## [About this exercise]
State the count of lines in this material that hold the string "store" and add nothing.

- - -

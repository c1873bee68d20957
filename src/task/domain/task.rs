//! Task record: the durable identity that aliases and sessions hang off.

use super::TaskId;
use chrono::{DateTime, Utc};
use mockable::Clock;
use serde::{Deserialize, Serialize};

/// Durable task record.
///
/// A task carries no mutable workflow state of its own. Its identifier never
/// changes and is never reused.
#[derive(Debug, Clone, PartialEq, Eq, Serialize, Deserialize)]
pub struct Task {
    id: TaskId,
    created_at: DateTime<Utc>,
    updated_at: DateTime<Utc>,
}

/// Parameter object for reconstructing a persisted task.
#[derive(Debug, Clone, PartialEq, Eq)]
pub struct PersistedTaskData {
    /// Persisted task identifier.
    pub id: TaskId,
    /// Persisted creation timestamp.
    pub created_at: DateTime<Utc>,
    /// Persisted last update timestamp.
    pub updated_at: DateTime<Utc>,
}

impl Task {
    /// Creates a task with a freshly allocated identifier.
    #[must_use]
    pub fn allocate(clock: &impl Clock) -> Self {
        Self::new(TaskId::allocate(clock), clock)
    }

    /// Creates a task with the given identifier.
    #[must_use]
    pub fn new(id: TaskId, clock: &impl Clock) -> Self {
        let timestamp = clock.utc();
        Self {
            id,
            created_at: timestamp,
            updated_at: timestamp,
        }
    }

    /// Reconstructs a task from persisted storage.
    #[must_use]
    pub fn from_persisted(data: PersistedTaskData) -> Self {
        Self {
            id: data.id,
            created_at: data.created_at,
            updated_at: data.updated_at,
        }
    }

    /// Returns the task identifier.
    #[must_use]
    pub const fn id(&self) -> &TaskId {
        &self.id
    }

    /// Returns the creation timestamp.
    #[must_use]
    pub const fn created_at(&self) -> DateTime<Utc> {
        self.created_at
    }

    /// Returns the last update timestamp.
    #[must_use]
    pub const fn updated_at(&self) -> DateTime<Utc> {
        self.updated_at
    }
}
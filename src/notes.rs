//! Markdown state notes kept alongside each task.
//!
//! A note is `<notes-dir>/<task-id>.md`. It is written from a template the
//! first time it is requested and never touched again, so user edits survive.

use crate::task::domain::TaskId;
use cap_std::ambient_authority;
use cap_std::fs_utf8::{Dir, OpenOptions};
use camino::{Utf8Path, Utf8PathBuf};
use minijinja::{Environment, context};
use std::io::{self, Write};
use thiserror::Error;

const NOTE_TEMPLATE: &str = "\
# Task State

Task: {{ task_id }}

## Current Objective

## Status

## Next Actions

## Blockers

## Session Context
";

/// Errors raised while preparing a task note.
#[derive(Debug, Error)]
pub enum NoteError {
    /// The notes directory or note file could not be accessed.
    #[error("note file {path}: {source}")]
    Io {
        /// Path being accessed.
        path: Utf8PathBuf,
        /// Underlying I/O failure.
        #[source]
        source: io::Error,
    },
    /// The note template failed to render.
    #[error("render note template: {0}")]
    Template(#[from] minijinja::Error),
}

/// A note that exists on disk after [`TaskNotes::ensure`].
#[derive(Debug, Clone, PartialEq, Eq)]
pub struct EnsuredNote {
    /// Location of the note.
    pub path: Utf8PathBuf,
    /// Whether this call wrote the note.
    pub created: bool,
}

/// Note store rooted at one directory.
#[derive(Debug, Clone)]
pub struct TaskNotes {
    root: Utf8PathBuf,
}

impl TaskNotes {
    /// Creates a note store rooted at `root`. Nothing is touched on disk
    /// until a note is ensured.
    #[must_use]
    pub fn new(root: impl Into<Utf8PathBuf>) -> Self {
        Self { root: root.into() }
    }

    /// Returns the notes directory.
    #[must_use]
    pub fn root(&self) -> &Utf8Path {
        &self.root
    }

    /// Returns where the note of `task_id` lives.
    #[must_use]
    pub fn path_for(&self, task_id: &TaskId) -> Utf8PathBuf {
        self.root.join(file_name(task_id))
    }

    /// Creates the note of `task_id` from the template unless it exists.
    ///
    /// # Errors
    ///
    /// Returns [`NoteError::Io`] when the directory cannot be created or the
    /// file cannot be written, and [`NoteError::Template`] when rendering
    /// fails.
    pub fn ensure(&self, task_id: &TaskId) -> Result<EnsuredNote, NoteError> {
        let path = self.path_for(task_id);
        let io_error = |source| NoteError::Io {
            path: path.clone(),
            source,
        };

        Dir::create_ambient_dir_all(&self.root, ambient_authority()).map_err(io_error)?;
        let dir = Dir::open_ambient_dir(&self.root, ambient_authority()).map_err(io_error)?;

        let mut options = OpenOptions::new();
        options.write(true).create_new(true);
        let mut file = match dir.open_with(file_name(task_id), &options) {
            Ok(file) => file,
            Err(err) if err.kind() == io::ErrorKind::AlreadyExists => {
                tracing::debug!(%path, "task note already exists");
                return Ok(EnsuredNote {
                    path,
                    created: false,
                });
            }
            Err(err) => return Err(io_error(err)),
        };

        let body = render_note(task_id)?;
        file.write_all(body.as_bytes()).map_err(io_error)?;
        tracing::info!(%path, task_id = %task_id, "created task note");
        Ok(EnsuredNote {
            path,
            created: true,
        })
    }
}

fn file_name(task_id: &TaskId) -> String {
    format!("{}.md", task_id.as_str())
}

fn render_note(task_id: &TaskId) -> Result<String, minijinja::Error> {
    let environment = Environment::new();
    environment.render_str(NOTE_TEMPLATE, context! { task_id => task_id.as_str() })
}

#[cfg(test)]
mod tests {
    use super::TaskNotes;
    use crate::task::domain::TaskId;
    use camino::Utf8PathBuf;
    use rstest::{fixture, rstest};
    use tempfile::TempDir;

    #[fixture]
    fn notes_dir() -> TempDir {
        tempfile::tempdir().expect("temporary directory")
    }

    fn nested_root(dir: &TempDir) -> Utf8PathBuf {
        Utf8PathBuf::from_path_buf(dir.path().join("nested").join("notes"))
            .expect("temporary path should be UTF-8")
    }

    #[rstest]
    fn ensure_creates_note_with_sections(notes_dir: TempDir) {
        let notes = TaskNotes::new(nested_root(&notes_dir));
        let task_id = TaskId::new("task_1_1").expect("task id");

        let note = notes.ensure(&task_id).expect("note should be created");

        assert!(note.created);
        assert!(note.path.ends_with("task_1_1.md"));
        let body = std::fs::read_to_string(&note.path).expect("note should be readable");
        for heading in [
            "# Task State",
            "## Current Objective",
            "## Status",
            "## Next Actions",
            "## Blockers",
            "## Session Context",
        ] {
            assert!(body.contains(heading), "missing {heading}");
        }
        assert!(body.contains("Task: task_1_1"));
    }

    #[rstest]
    fn ensure_leaves_existing_note_untouched(notes_dir: TempDir) {
        let notes = TaskNotes::new(nested_root(&notes_dir));
        let task_id = TaskId::new("task_2_1").expect("task id");
        let first = notes.ensure(&task_id).expect("first ensure");
        std::fs::write(&first.path, "my edits").expect("overwrite note");

        let second = notes.ensure(&task_id).expect("second ensure");

        assert!(!second.created);
        assert_eq!(second.path, first.path);
        let body = std::fs::read_to_string(&second.path).expect("note should be readable");
        assert_eq!(body, "my edits");
    }
}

- - -

## [Reply]
2